● WHAT IS NEEDED
From the entries that follow, extract each line holding the string "rusqlite".

● DATA
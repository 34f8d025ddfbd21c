//! Connection bootstrap for the embedded lead database.
//!
//! # Invariants
//! - Returned connections have `foreign_keys=ON`.
//! - Returned connections have migrations fully applied.

use super::migrations::apply_migrations;
use super::{DbError, DbResult};
use log::{error, info};
use rusqlite::Connection;
use std::path::Path;
use std::time::{Duration, Instant};

/// Opens a lead database file and applies all pending migrations.
///
/// Emits `db_open` events with duration and status.
pub fn open_db(path: impl AsRef<Path>) -> DbResult<Connection> {
    let path = path.as_ref().to_path_buf();
    open_with("file", move || Connection::open(path))
}

/// Opens an in-memory lead database and applies all pending migrations.
pub fn open_db_in_memory() -> DbResult<Connection> {
    open_with("memory", Connection::open_in_memory)
}

fn open_with(
    mode: &'static str,
    opener: impl FnOnce() -> rusqlite::Result<Connection>,
) -> DbResult<Connection> {
    let started_at = Instant::now();
    info!("event=db_open module=db status=start mode={mode}");

    let opened = opener()
        .map_err(|source| DbError::Open { mode, source })
        .and_then(|mut conn| bootstrap_connection(&mut conn).map(|()| conn));
    let conn = match opened {
        Ok(conn) => conn,
        Err(err) => {
            error!(
                "event=db_open module=db status=error mode={} duration_ms={} error_code={} error={}",
                mode,
                started_at.elapsed().as_millis(),
                err.code(),
                err
            );
            return Err(err);
        }
    };

    info!(
        "event=db_open module=db status=ok mode={} duration_ms={}",
        mode,
        started_at.elapsed().as_millis()
    );
    Ok(conn)
}

fn bootstrap_connection(conn: &mut Connection) -> DbResult<()> {
    conn.execute_batch("PRAGMA foreign_keys = ON;")?;
    conn.busy_timeout(Duration::from_secs(5))?;
    apply_migrations(conn)?;
    Ok(())
}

● TASK RESULT
use rusqlite::Connection;
    opener: impl FnOnce() -> rusqlite::Result<Connection>,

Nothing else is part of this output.